Halloween Die-ary: October 25, 2018


“That sounds miserable,” said my wife when I told her the idea.

“Right?” I said enthusiastically. “I’m really hoping to freak myself out.”

All month I’ve been hearing about this Argentinean horror movie called Terrified (Aterrados) that just came out on Shudder, a horror streaming service that I’ve subbed to ever since they brought horror host Joe Bob Briggs back to TV. The movie’s really supposed to live up to its name.

So I decided to give it a shot, and in a way that maximized its effect. I was going to watch it alone, near midnight, in my basement.

I know. I visit creepy places all the time without taking a bat to my eye. But I can definitely freak myself out under the right conditions. And those right conditions are almost always being home alone overnight in my own house. I’ve written an entire article on why that is that you can read here, so let’s skip all that and head to the basement.

Not every basement is spooky, but every basement is spooky at night. And that’s mine. Long-time readers will know about the basement in my previous house, all dirt floor and rough rock walls making it more dungeon than storage place for unused exercise equipment. The basement in my new house is…more boring than that.

It’s bifurcated into two large rooms separated by a door at the base of the steps. One side is basementy with shelves and tables, the hot water heater, our laundry machines. The other is more like a nicely kept garage with three painted concrete walls, a fourth of dark wood paneling, and a thin carpet. We have a TV down there, some couches. Our kids’ larger toys. The dog crate. An unused piece of exercise equipment. It feels like the kind of a room I’d watch marathons of horror movies during my college years. It just needs some movie posters on the wall and a booze fridge.

Don’t get me wrong. There are elements in this basement that can be spooky under the right conditions. A padlocked outside door leading to a bulkhead could house untold terrors behind it. A single tiny window at ground level is at the perfect spot to see a pair of dirty boots standing there in the grass. And then there’s the doorway to the other room. Sometimes I wait for something to walk through it or listen for a voice through the thin paneling that separates the two rooms.

I ventured down near midnight and threw myself on the old couch. My family was in bed and asleep two floors above me. My only protection from fright was a dirty martini. I briefly thought about shutting off the lights to watch the movie, but decided against it, as just the anticipation was starting to unnerve me.

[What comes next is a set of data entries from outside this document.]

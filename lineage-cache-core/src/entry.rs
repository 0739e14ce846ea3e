//! Entry state machine: the status an arena slot moves through between
//! placeholder installation and eviction.

/// Lifecycle state of a cache entry.
///
/// `Empty` and `Cached`/`Reloaded` are the two states an entry is parked in
/// while it sits in the LRU list. `ToRemove` is transient: it is set while a
/// slot is being unlinked so a thread that already resolved the index before
/// the cache lock was taken cannot observe a half-removed node, and is never
/// itself walked by the eviction loop.
#[derive(Debug, Clone, Copy, PartialEq, Eq)]
pub enum Status {
    /// Placeholder installed, value not yet produced.
    Empty,
    /// Value resident in memory, produced by this process.
    Cached,
    /// Value resident in memory, having been reloaded from the spill store.
    Reloaded,
    /// Being unlinked; never observed outside the critical section that set it.
    ToRemove,
}

impl Status {
    /// Whether an entry in this status, with `waiting` threads parked on its
    /// monitor, is a legal candidate for the eviction walk to remove.
    pub fn can_evict(self, waiting: usize) -> bool {
        match self {
            Status::Empty => waiting == 0,
            Status::Cached | Status::Reloaded => true,
            Status::ToRemove => false,
        }
    }
}
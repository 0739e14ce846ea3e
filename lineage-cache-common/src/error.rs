//! Error taxonomy for the result cache.

use thiserror::Error;

/// Errors surfaced by `lineage-cache` and its satellite crates.
#[derive(Debug, Error)]
pub enum Error {
    /// A spill write or reload read failed at the filesystem boundary.
    ///
    /// On this error the caller's entry is removed from the cache and its
    /// size is deducted before the error propagates, restoring the cache's
    /// bookkeeping invariants.
    #[error("i/o error during spill or reload: {0}")]
    Io(#[from] std::io::Error),

    /// Serializing or deserializing a spilled matrix block failed.
    #[error("failed to (de)serialize spilled block: {0}")]
    Serde(#[from] bincode::Error),

    /// A programmer invariant was violated: a null value reached `set_value`,
    /// a scalar was routed to the spill path, or a spill record referenced a
    /// key that was also present in the live map. Fatal by design.
    #[error("spill invariant violated: {0}")]
    SpillInvariant(String),

    /// A thread waiting on an entry's monitor observed the monitor torn down
    /// (producer panicked, or the entry was dropped) without ever receiving a
    /// value. Treated as fatal because the underlying computation has no
    /// kill path to fall back on.
    #[error("waiter disconnected before the placeholder at this lineage item was filled")]
    WaiterDisconnected,

    /// The value could not be admitted: either it alone exceeds `CACHE_LIMIT`,
    /// or the eviction walk could not free enough space. Not a fault of the
    /// cache or the caller — a negative decision the caller must act on. Any
    /// threads already parked on the placeholder are woken with this same
    /// error rather than left blocked forever.
    #[error("value of {requested} bytes could not be admitted into a cache with {limit} byte limit")]
    NegativeAdmission { requested: usize, limit: usize },
}

pub type Result<T> = std::result::Result<T, Error>;
//! Configuration facade: the small set of knobs that gate which reuse paths
//! and residency behaviors are active.

/// Which reuse paths are enabled. `FullPartial` stands in for "FULL+PARTIAL".
#[derive(Debug, Clone, Copy, PartialEq, Eq, Hash)]
pub enum ReuseMode {
    /// Disables the cache entirely: `try_reuse_*` always returns `false` and
    /// no placeholder is ever installed.
    None,
    /// Enables the full-hit path only.
    Full,
    /// Enables only the compensation-rewriter hook.
    Partial,
    /// Enables the multi-output protocol, in addition to full reuse.
    Multilevel,
    /// Full reuse and the partial-reuse rewriter hook, both enabled.
    FullPartial,
}

impl ReuseMode {
    pub fn is_enabled(self) -> bool {
        !matches!(self, ReuseMode::None)
    }

    pub fn allows_full(self) -> bool {
        matches!(self, ReuseMode::Full | ReuseMode::Multilevel | ReuseMode::FullPartial)
    }

    pub fn allows_partial(self) -> bool {
        matches!(self, ReuseMode::Partial | ReuseMode::FullPartial)
    }

    pub fn allows_multilevel(self) -> bool {
        matches!(self, ReuseMode::Multilevel)
    }
}

/// Recognized configuration options, with their production defaults.
#[derive(Debug, Clone)]
pub struct CacheConfig {
    pub reuse_mode: ReuseMode,
    pub spill_enabled: bool,
    /// Fraction of process-available memory used for `CACHE_LIMIT`.
    pub cache_fraction: f64,
    /// Threshold (ms) below which a matrix is deleted rather than spilled,
    /// and below which an estimated round trip is treated as unreliable.
    pub min_spill_time_ms: u64,
    /// Below this payload size (MiB), a real I/O's observed bandwidth is
    /// ignored by the bandwidth estimator (the sample is too noisy to trust).
    pub min_spill_data_mb: f64,
    /// If true, only admit matrix entries whose owning object is externally
    /// marked; if false, admit all matrix entries.
    pub comp_assume_read_write: bool,
    /// Total bytes of memory the cache may use to derive `CACHE_LIMIT` from
    /// `cache_fraction`. In the host runtime this would be queried from the
    /// JVM/process; callers of this crate supply it directly.
    pub total_memory_bytes: usize,
}

impl CacheConfig {
    /// The memory budget the eviction walk targets.
    pub fn cache_limit_bytes(&self) -> usize {
        ((self.total_memory_bytes as f64) * self.cache_fraction) as usize
    }
}

impl Default for CacheConfig {
    fn default() -> Self {
        Self {
            reuse_mode: ReuseMode::Full,
            spill_enabled: true,
            cache_fraction: 0.05,
            min_spill_time_ms: 100,
            min_spill_data_mb: 1.0,
            comp_assume_read_write: false,
            total_memory_bytes: 2 * 1024 * 1024 * 1024,
        }
    }
}

#[cfg(test)]
mod tests {
    use super::*;

    #[test]
    fn default_cache_fraction_is_five_percent() {
        let cfg = CacheConfig::default();
        assert_eq!(cfg.cache_fraction, 0.05);
        assert_eq!(cfg.cache_limit_bytes(), (2usize * 1024 * 1024 * 1024) / 20);
    }

    #[test]
    fn reuse_mode_gates() {
        assert!(!ReuseMode::None.is_enabled());
        assert!(ReuseMode::Full.allows_full());
        assert!(!ReuseMode::Full.allows_partial());
        assert!(ReuseMode::Partial.allows_partial());
        assert!(!ReuseMode::Partial.allows_full());
        assert!(ReuseMode::Multilevel.allows_multilevel());
        assert!(ReuseMode::Multilevel.allows_full());
        assert!(ReuseMode::FullPartial.allows_full());
        assert!(ReuseMode::FullPartial.allows_partial());
    }
}
//! Shared traits, error types and statistics hooks for `lineage-cache`.
//!
//! This crate plays the role `foyer-common` plays for `foyer`: it has no
//! opinion on eviction policy or residency, only on the vocabulary the other
//! crates share.

pub mod collab;
pub mod config;
pub mod error;
pub mod metrics;
pub mod value;

pub use collab::{BandwidthEstimator, LocalFileUtils};
pub use config::{CacheConfig, ReuseMode};
pub use value::{CacheScalar, CacheValue, MatrixBlock};

use std::fmt::Debug;
use std::hash::Hash;

/// Bound required of a lineage item to be used as a cache key.
///
/// A lineage item is an opaque, content-addressed fingerprint: the cache only
/// ever compares two lineage items for equality, hashes them, and (for spill
/// file naming) asks for a stable integer identity.
pub trait LineageKey: Hash + Eq + Clone + Debug + Send + Sync + 'static {
    /// A stable integer identity used to name spill files.
    ///
    /// Two equal keys must return the same id; the id need not be unique
    /// across non-equal keys (a hash collision in the filename only costs a
    /// spurious overwrite-and-reload, it cannot corrupt cache state because
    /// the in-memory map is still keyed by the full `LineageKey`).
    fn spill_id(&self) -> u64;
}

/// The kind of value a cache entry holds.
///
/// Kept as a standalone enum (rather than folded into the value type) because
/// `kind` is fixed when the entry's placeholder is installed, independent of
/// whether the value slot has been filled yet.
#[derive(Debug, Clone, Copy, PartialEq, Eq, Hash)]
pub enum ValueKind {
    Matrix,
    Scalar,
}

impl ValueKind {
    pub fn as_str(self) -> &'static str {
        match self {
            ValueKind::Matrix => "matrix",
            ValueKind::Scalar => "scalar",
        }
    }
}

impl std::fmt::Display for ValueKind {
    fn fmt(&self, f: &mut std::fmt::Formatter<'_>) -> std::fmt::Result {
        f.write_str(self.as_str())
    }
}
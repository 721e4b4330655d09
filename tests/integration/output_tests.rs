use dupindex::duplicates::{find_duplicate_groups, PreferencePolicy};
use dupindex::index::FileIndex;
use dupindex::indexer::{Indexer, IndexerConfig};
use dupindex::output::{CsvReport, OutputTarget, TextReport, WriteMode};
use dupindex::scanner::path_utils::normalize_path;
use dupindex::scanner::Fingerprint;
use std::fs;
use std::sync::Arc;
use tempfile::tempdir;

#[test]
fn test_reports_from_indexed_tree() {
    let dir = tempdir().unwrap();
    fs::create_dir_all(dir.path().join("copies")).unwrap();
    fs::write(dir.path().join("orig.txt"), "hello").unwrap();
    fs::write(dir.path().join("copies/orig.txt"), "hello").unwrap();

    let index = Arc::new(FileIndex::open_in_memory().unwrap());
    Indexer::new(Arc::clone(&index), IndexerConfig::default().with_workers(2))
        .unwrap()
        .index_tree(dir.path())
        .unwrap();
    let groups = find_duplicate_groups(&index, None, &PreferencePolicy::default()).unwrap();

    let original = normalize_path(&dir.path().join("orig.txt")).unwrap();
    let copy = normalize_path(&dir.path().join("copies/orig.txt")).unwrap();

    let mut text = Vec::new();
    TextReport::new(&groups).write_to(&mut text).unwrap();
    assert_eq!(String::from_utf8(text).unwrap(), format!("{}\n", copy.display()));

    let fp = Fingerprint::of_bytes(b"hello").to_hex();
    let csv = CsvReport::new(&groups).render().unwrap();
    assert_eq!(
        csv,
        format!(
            "status,path,fingerprint\noriginal,{},{fp}\nduplicate,{},{fp}\n",
            original.display(),
            copy.display()
        )
    );
}

#[test]
fn test_csv_append_writes_single_header() {
    let dir = tempdir().unwrap();
    let out = dir.path().join("report.csv");
    let groups = Vec::new();
    let target = OutputTarget::from_option(Some(out.clone()), WriteMode::Append);

    for _ in 0..2 {
        let (writer, continuing) = target.open().unwrap();
        CsvReport::new(&groups).write_to(writer, continuing).unwrap();
    }

    let content = fs::read_to_string(&out).unwrap();
    assert_eq!(content.matches("status,path,fingerprint").count(), 1);
}
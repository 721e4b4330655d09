//! Index record model.

use std::path::{Path, PathBuf};
use std::time::SystemTime;

use chrono::{DateTime, SecondsFormat, Utc};

use crate::scanner::{FileDigest, Fingerprint};

/// One indexed file.
///
/// `path` is the unique key: the index holds at most one record per path.
#[derive(Debug, Clone, PartialEq, Eq)]
pub struct FileRecord {
    /// Absolute, normalized path
    pub path: PathBuf,
    /// Content fingerprint
    pub fingerprint: Fingerprint,
    /// Size in bytes
    pub size: u64,
    /// Filesystem modification time
    pub last_modified: DateTime<Utc>,
    /// When the path was last successfully hashed
    pub last_checked: DateTime<Utc>,
}

impl FileRecord {
    /// Build a record checked "now".
    #[must_use]
    pub fn new(
        path: PathBuf,
        fingerprint: Fingerprint,
        size: u64,
        last_modified: DateTime<Utc>,
    ) -> Self {
        Self {
            path,
            fingerprint,
            size,
            last_modified,
            last_checked: Utc::now(),
        }
    }

    /// Build a record from a fresh hashing result.
    #[must_use]
    pub fn from_digest(path: &Path, digest: &FileDigest) -> Self {
        Self::new(
            path.to_path_buf(),
            digest.fingerprint,
            digest.size,
            system_time_to_utc(digest.modified),
        )
    }
}

/// Convert a filesystem timestamp to UTC.
#[must_use]
pub fn system_time_to_utc(time: SystemTime) -> DateTime<Utc> {
    DateTime::<Utc>::from(time)
}

/// Stored timestamp form: RFC 3339, nanoseconds, `Z` suffix.
#[must_use]
pub fn format_timestamp(time: &DateTime<Utc>) -> String {
    time.to_rfc3339_opts(SecondsFormat::Nanos, true)
}

/// Parse a stored timestamp.
///
/// # Errors
///
/// Returns a parse error if the text is not RFC 3339.
pub fn parse_timestamp(text: &str) -> Result<DateTime<Utc>, chrono::ParseError> {
    DateTime::parse_from_rfc3339(text).map(|t| t.with_timezone(&Utc))
}
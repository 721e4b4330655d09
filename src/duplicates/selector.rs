//! Deterministic choice of the "original" in a duplicate group.
//!
//! # Rules
//!
//! Each rule narrows the candidate set; the first rule that leaves a single
//! candidate decides.
//!
//! 1. **Preferred directory** - walk the preferred directories in priority
//!    order and keep the members under the first one that matches anything.
//!    If none matches, every member stays a candidate and the selection is
//!    flagged `no_matching_original`.
//! 2. **Fewest path segments** - shallowest paths win.
//! 3. **Shortest path** - fewest characters win.
//! 4. **Lexicographic** - smallest path string wins.
//!
//! Input order never matters and repeated paths are collapsed, so the same
//! set of paths always elects the same original.
//!
//! # Example
//!
//! ```
//! use dupindex::duplicates::{select_original, PreferencePolicy};
//! use std::path::PathBuf;
//!
//! let paths = vec![PathBuf::from("/a/b/x.txt"), PathBuf::from("/a/x.txt")];
//! let selection = select_original(&paths, &PreferencePolicy::default()).unwrap();
//! assert_eq!(selection.original, PathBuf::from("/a/x.txt"));
//! assert!(!selection.no_matching_original);
//! ```

use std::collections::BTreeSet;
use std::path::{Path, PathBuf};

use crate::scanner::path_utils::{char_length, is_within, segment_count, to_index_key};

/// Ordered list of directories whose members should be kept.
#[derive(Debug, Clone, Default, PartialEq, Eq)]
pub struct PreferencePolicy {
    /// Highest priority first
    pub preferred_directories: Vec<PathBuf>,
}

impl PreferencePolicy {
    /// Policy with no preferred directories.
    #[must_use]
    pub fn new() -> Self {
        Self::default()
    }

    /// Policy with the given directories, highest priority first.
    #[must_use]
    pub fn with_directories(directories: Vec<PathBuf>) -> Self {
        Self {
            preferred_directories: directories,
        }
    }

    /// Whether any preferred directory is configured.
    #[must_use]
    pub fn is_empty(&self) -> bool {
        self.preferred_directories.is_empty()
    }
}

/// Result of [`select_original`].
#[derive(Debug, Clone, PartialEq, Eq)]
pub struct Selection {
    /// The path to keep
    pub original: PathBuf,
    /// Every other member, sorted
    pub duplicates: Vec<PathBuf>,
    /// Preferences were configured but no member lies under any of them
    pub no_matching_original: bool,
}

/// Pick the original among `paths`.
///
/// Returns `None` only for an empty input. Paths are expected to be
/// absolute and normalized.
///
/// # Rules
///
/// Each rule narrows the candidates left by the previous one:
///
/// 1. Members under the first preferred directory that holds any
/// 2. Fewest path segments
/// 3. Shortest path in characters
/// 4. Lexicographically smallest
///
/// # Arguments
///
/// * `paths` - Members of one duplicate group, in any order
/// * `policy` - Preferred directories, highest priority first
#[must_use]
pub fn select_original(paths: &[PathBuf], policy: &PreferencePolicy) -> Option<Selection> {
    let members: BTreeSet<&Path> = paths.iter().map(PathBuf::as_path).collect();
    if members.is_empty() {
        return None;
    }

    let (mut candidates, no_matching_original) = preferred_candidates(&members, policy);

    if candidates.len() > 1 {
        let fewest = candidates.iter().map(|p| segment_count(p)).min().unwrap_or(0);
        candidates.retain(|p| segment_count(p) == fewest);
    }
    if candidates.len() > 1 {
        let shortest = candidates.iter().map(|p| char_length(p)).min().unwrap_or(0);
        candidates.retain(|p| char_length(p) == shortest);
    }

    // Compare the stored string form so ordering matches the index
    let original = candidates
        .into_iter()
        .min_by(|a, b| to_index_key(a).cmp(&to_index_key(b)))?;

    let mut duplicates: Vec<PathBuf> = members
        .iter()
        .filter(|p| **p != original)
        .map(|p| p.to_path_buf())
        .collect();
    duplicates.sort_by_cached_key(|p| to_index_key(p));

    Some(Selection {
        original: original.to_path_buf(),
        duplicates,
        no_matching_original,
    })
}

/// First rule: restrict to the highest-priority preferred directory that
/// holds at least one member.
fn preferred_candidates<'a>(
    members: &BTreeSet<&'a Path>,
    policy: &PreferencePolicy,
) -> (Vec<&'a Path>, bool) {
    let all: Vec<&Path> = members.iter().copied().collect();
    if policy.is_empty() {
        return (all, false);
    }

    for dir in &policy.preferred_directories {
        let matching: Vec<&Path> = all
            .iter()
            .copied()
            .filter(|p| is_within(p, dir))
            .collect();
        if !matching.is_empty() {
            return (matching, false);
        }
    }
    (all, true)
}
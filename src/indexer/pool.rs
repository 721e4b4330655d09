//! Fixed-size hashing pool.
//!
//! A dedicated rayon pool of N threads processes one batch of at most N
//! paths at a time. Every outcome is sent to the index writer; nothing is
//! collected in shared memory.
//!
//! # Outcomes
//!
//! | Hash result              | Sent to the writer | Counted as  |
//! |--------------------------|--------------------|-------------|
//! | digest                   | upsert             | `hashed`    |
//! | not found / not a file   | removal            | `missing`   |
//! | unreadable               | nothing            | `failed`    |
//! | shutdown before or during| nothing            | `cancelled` |
//!
//! # Example
//!
//! ```no_run
//! use dupindex::index::FileIndex;
//! use dupindex::indexer::pool::WorkerPool;
//! use dupindex::indexer::writer::IndexWriter;
//! use dupindex::scanner::Hasher;
//! use std::path::PathBuf;
//! use std::sync::Arc;
//!
//! let index = Arc::new(FileIndex::open_in_memory().unwrap());
//! let writer = IndexWriter::spawn(Arc::clone(&index), 4).unwrap();
//! let pool = WorkerPool::new(4, Arc::new(Hasher::new())).unwrap();
//!
//! let batch = vec![PathBuf::from("/data/a.jpg"), PathBuf::from("/data/b.jpg")];
//! let tally = pool.process_batch(&batch, &writer.sender(), None, None);
//! writer.flush().unwrap();
//! println!("{} hashed, {} missing", tally.hashed, tally.missing);
//! ```

use std::path::{Path, PathBuf};
use std::sync::atomic::{AtomicBool, Ordering};
use std::sync::Arc;

use crossbeam_channel::Sender;
use rayon::prelude::*;

use super::writer::WriteOp;
use super::IndexerError;
use crate::index::FileRecord;
use crate::progress::ProgressCallback;
use crate::scanner::{HashError, Hasher};

/// What happened to one path.
#[derive(Debug, Clone, PartialEq, Eq)]
pub enum FileOutcome {
    /// Hashed; a record was sent for upsert
    Hashed {
        /// Bytes read
        size: u64,
    },
    /// Gone from disk or no longer a regular file; a removal was sent
    Missing,
    /// Unreadable; skipped
    Failed,
    /// Not started because shutdown was requested
    Cancelled,
}

/// Per-batch counters.
#[derive(Debug, Clone, Copy, Default, PartialEq, Eq)]
pub struct BatchTally {
    /// Files hashed and queued for upsert
    pub hashed: usize,
    /// Files found missing and queued for removal
    pub missing: usize,
    /// Files that failed to hash
    pub failed: usize,
    /// Files skipped because of cancellation
    pub cancelled: usize,
    /// Bytes read while hashing
    pub bytes: u64,
}

impl BatchTally {
    fn record(&mut self, outcome: &FileOutcome) {
        match outcome {
            FileOutcome::Hashed { size } => {
                self.hashed += 1;
                self.bytes += size;
            }
            FileOutcome::Missing => self.missing += 1,
            FileOutcome::Failed => self.failed += 1,
            FileOutcome::Cancelled => self.cancelled += 1,
        }
    }

    /// Items that were actually processed.
    #[must_use]
    pub fn completed(&self) -> usize {
        self.hashed + self.missing + self.failed
    }
}

/// Worker pool bound to one hasher.
pub struct WorkerPool {
    pool: rayon::ThreadPool,
    hasher: Arc<Hasher>,
    workers: usize,
}

impl std::fmt::Debug for WorkerPool {
    fn fmt(&self, f: &mut std::fmt::Formatter<'_>) -> std::fmt::Result {
        f.debug_struct("WorkerPool")
            .field("workers", &self.workers)
            .field("hasher", &self.hasher)
            .finish_non_exhaustive()
    }
}

impl WorkerPool {
    /// Build a pool of `workers` threads (at least one).
    ///
    /// # Errors
    ///
    /// Returns [`IndexerError::ThreadPool`] if rayon cannot spawn threads.
    pub fn new(workers: usize, hasher: Arc<Hasher>) -> Result<Self, IndexerError> {
        let workers = workers.max(1);
        let pool = rayon::ThreadPoolBuilder::new()
            .num_threads(workers)
            .thread_name(|i| format!("hash-worker-{i}"))
            .build()
            .map_err(|e| IndexerError::ThreadPool(e.to_string()))?;
        Ok(Self {
            pool,
            hasher,
            workers,
        })
    }

    /// Number of worker threads.
    #[must_use]
    pub fn workers(&self) -> usize {
        self.workers
    }

    /// Hash every path in `batch`, sending results to `sink`.
    ///
    /// Returns once every worker has finished its item. Items not yet
    /// started when `shutdown` is set are reported as cancelled.
    ///
    /// # Arguments
    ///
    /// * `batch` - Paths to hash, at most one per worker
    /// * `sink` - Channel into the [`IndexWriter`](super::writer::IndexWriter)
    /// * `shutdown` - Optional cancellation flag, checked before each item
    /// * `progress` - Receives `on_item_completed` with the bytes hashed
    pub fn process_batch(
        &self,
        batch: &[PathBuf],
        sink: &Sender<WriteOp>,
        shutdown: Option<&Arc<AtomicBool>>,
        progress: Option<&Arc<dyn ProgressCallback>>,
    ) -> BatchTally {
        let outcomes: Vec<FileOutcome> = self.pool.install(|| {
            batch
                .par_iter()
                .map(|path| {
                    if shutdown.is_some_and(|f| f.load(Ordering::SeqCst)) {
                        return FileOutcome::Cancelled;
                    }
                    let outcome = self.process_file(path, sink);
                    if let (Some(cb), FileOutcome::Hashed { size }) = (progress, &outcome) {
                        cb.on_item_completed(*size);
                    }
                    outcome
                })
                .collect()
        });

        let mut tally = BatchTally::default();
        for outcome in &outcomes {
            tally.record(outcome);
        }
        tally
    }

    fn process_file(&self, path: &Path, sink: &Sender<WriteOp>) -> FileOutcome {
        match self.hasher.fingerprint_file(path) {
            Ok(digest) => {
                let size = digest.size;
                let record = FileRecord::from_digest(path, &digest);
                if sink.send(WriteOp::Upsert(record)).is_err() {
                    log::error!("Index writer stopped; dropping {}", path.display());
                    return FileOutcome::Failed;
                }
                FileOutcome::Hashed { size }
            }
            Err(e) if e.is_gone() => {
                if e.is_not_found() {
                    log::info!("File no longer exists, removing from index: {}", path.display());
                } else {
                    log::warn!("No longer a regular file, removing from index: {}", path.display());
                }
                if sink.send(WriteOp::Remove(path.to_path_buf())).is_err() {
                    log::error!("Index writer stopped; cannot remove {}", path.display());
                    return FileOutcome::Failed;
                }
                FileOutcome::Missing
            }
            Err(HashError::Interrupted(_)) => {
                log::debug!("Hashing abandoned on shutdown: {}", path.display());
                FileOutcome::Cancelled
            }
            Err(e) => {
                log::warn!("Skipping {}: {}", path.display(), e);
                FileOutcome::Failed
            }
        }
    }
}
//! Single index-writer thread.
//!
//! Workers never touch SQLite. They push [`WriteOp`]s into a bounded
//! channel; this thread buffers them and commits one transaction whenever
//! the coordinator sends [`WriteOp::Flush`], replying once the commit is
//! durable.
//!
//! # Example
//!
//! ```no_run
//! use dupindex::index::FileIndex;
//! use dupindex::indexer::writer::{IndexWriter, WriteOp};
//! use std::path::PathBuf;
//! use std::sync::Arc;
//!
//! let index = Arc::new(FileIndex::open_in_memory().unwrap());
//! let writer = IndexWriter::spawn(index, 8).unwrap();
//!
//! let tx = writer.sender();
//! tx.send(WriteOp::Remove(PathBuf::from("/data/gone.txt"))).unwrap();
//! let report = writer.flush().unwrap();
//! assert_eq!(report.written, 0);
//!
//! drop(tx);
//! writer.finish().unwrap();
//! ```

use std::path::PathBuf;
use std::sync::Arc;
use std::thread::{self, JoinHandle};

use crossbeam_channel::{bounded, Receiver, Sender};

use super::IndexerError;
use crate::index::{FileIndex, FileRecord, IndexError};

/// Message accepted by the writer thread.
#[derive(Debug)]
pub enum WriteOp {
    /// Insert or update a record
    Upsert(FileRecord),
    /// Forget a path confirmed absent from disk
    Remove(PathBuf),
    /// Commit everything buffered so far, then reply
    Flush(Sender<Result<FlushReport, IndexError>>),
}

/// What one commit (or a whole run) wrote.
#[derive(Debug, Clone, Copy, Default, PartialEq, Eq)]
pub struct FlushReport {
    /// Records inserted or updated
    pub written: usize,
    /// Records rejected by the index
    pub failed: usize,
    /// Records deleted
    pub removed: usize,
}

impl FlushReport {
    fn absorb(&mut self, other: FlushReport) {
        self.written += other.written;
        self.failed += other.failed;
        self.removed += other.removed;
    }
}

/// Handle to the running writer thread.
pub struct IndexWriter {
    tx: Sender<WriteOp>,
    handle: JoinHandle<FlushReport>,
}

impl IndexWriter {
    /// Start the writer with a channel of `capacity` slots.
    ///
    /// # Arguments
    ///
    /// * `index` - Index the thread commits into
    /// * `capacity` - Channel slots; workers block once it is full
    ///
    /// # Errors
    ///
    /// Returns an error if the thread cannot be spawned.
    pub fn spawn(index: Arc<FileIndex>, capacity: usize) -> Result<Self, IndexerError> {
        let (tx, rx) = bounded(capacity.max(1));
        let handle = thread::Builder::new()
            .name("index-writer".to_string())
            .spawn(move || run(&index, &rx))
            .map_err(|e| IndexerError::ThreadPool(e.to_string()))?;
        Ok(Self { tx, handle })
    }

    /// Sender for workers.
    #[must_use]
    pub fn sender(&self) -> Sender<WriteOp> {
        self.tx.clone()
    }

    /// Commit everything sent so far and wait for the result.
    ///
    /// # Errors
    ///
    /// Returns [`IndexerError::Index`] if the commit failed and
    /// [`IndexerError::WriterGone`] if the thread is no longer running.
    pub fn flush(&self) -> Result<FlushReport, IndexerError> {
        let (ack_tx, ack_rx) = bounded(1);
        self.tx
            .send(WriteOp::Flush(ack_tx))
            .map_err(|_| IndexerError::WriterGone)?;
        let report = ack_rx.recv().map_err(|_| IndexerError::WriterGone)??;
        Ok(report)
    }

    /// Close the channel, commit leftovers and return run totals.
    ///
    /// Any sender clones handed to workers must be dropped first.
    ///
    /// # Errors
    ///
    /// Returns [`IndexerError::WriterGone`] if the thread panicked.
    pub fn finish(self) -> Result<FlushReport, IndexerError> {
        drop(self.tx);
        self.handle.join().map_err(|_| IndexerError::WriterGone)
    }
}

fn run(index: &FileIndex, rx: &Receiver<WriteOp>) -> FlushReport {
    let mut upserts = Vec::new();
    let mut removals = Vec::new();
    let mut totals = FlushReport::default();

    for op in rx {
        match op {
            WriteOp::Upsert(record) => upserts.push(record),
            WriteOp::Remove(path) => removals.push(path),
            WriteOp::Flush(ack) => {
                let result = commit(index, &mut upserts, &mut removals);
                if let Ok(report) = &result {
                    totals.absorb(*report);
                }
                // Coordinator may have given up waiting
                let _ = ack.send(result);
            }
        }
    }

    if !upserts.is_empty() || !removals.is_empty() {
        match commit(index, &mut upserts, &mut removals) {
            Ok(report) => totals.absorb(report),
            Err(e) => log::error!("Final index flush failed: {}", e),
        }
    }

    log::debug!(
        "Index writer finished: {} written, {} failed, {} removed",
        totals.written,
        totals.failed,
        totals.removed
    );
    totals
}

fn commit(
    index: &FileIndex,
    upserts: &mut Vec<FileRecord>,
    removals: &mut Vec<PathBuf>,
) -> Result<FlushReport, IndexError> {
    let records = std::mem::take(upserts);
    let paths = std::mem::take(removals);
    if records.is_empty() && paths.is_empty() {
        return Ok(FlushReport::default());
    }

    let (outcome, removed) = index.apply_batch(&records, &paths)?;
    log::debug!(
        "Flushed batch: {} written, {} failed, {} removed",
        outcome.written,
        outcome.failed,
        removed
    );
    Ok(FlushReport {
        written: outcome.written,
        failed: outcome.failed,
        removed,
    })
}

Most of the scares in the first 15 minutes of the movie were sound-based…which didn’t bode well for me. Keep in mind I’m in a basement with a radon mitigation system, a humidifier, and a hot water heater, all of which hiss, click, and hum at various times.

Then the first big scare of the movie happened. And it was a great one. Although it didn’t freak me out. More like it mesmerized me. My head thought, “That’s truly frightening,” while my body didn’t react (it might have automatically reached out for the stem of my martini glass).

And the movie kept going that way. Really an impressive flick. It’s concept was great: A haunted neighborhood. Well, three houses in a neighborhood, two beside each other and one across the street. Various creepy things happen in each that leave them emptied for a group of paranormal investigators to split up and move in for a night. The imagery in this movie is absolutely nightmarish. I could see why it was getting the reaction I’d witnessed all month on the socials. Some great shocks, too.

The odd thing is…I never got freaked. I even go so comfortable that I turned off the lights to try watching it in almost total darkness. That’s not a rip on Terrified. More like a rip on my husk of a soul, I guess. I mean, the movie had some flaws. I didn’t know who I was supposed to empathize with until close to the end. And the ending is relatively unsatisfying. But overall this was a strong, strong flick.

I don’t know why I didn’t freak. Maybe it was a really strong martini. Maybe the closed-captions gave me a little distance from the terror. Maybe having the family there, even two floors above me, was enough of a buffer. Maybe it was just the pacing, as it didn’t have many of those drawn out, heavily music cued scenes that American horror movies rely on so much for tension.

But maybe my basement is much more of a comfortable place that I realize…which is good news because I’ll be refinishing it into my new study here soon, so that we can turn my upstairs study into a nursery for the new baby.

It’s good to know that I can put with interdimensional South American demons down there.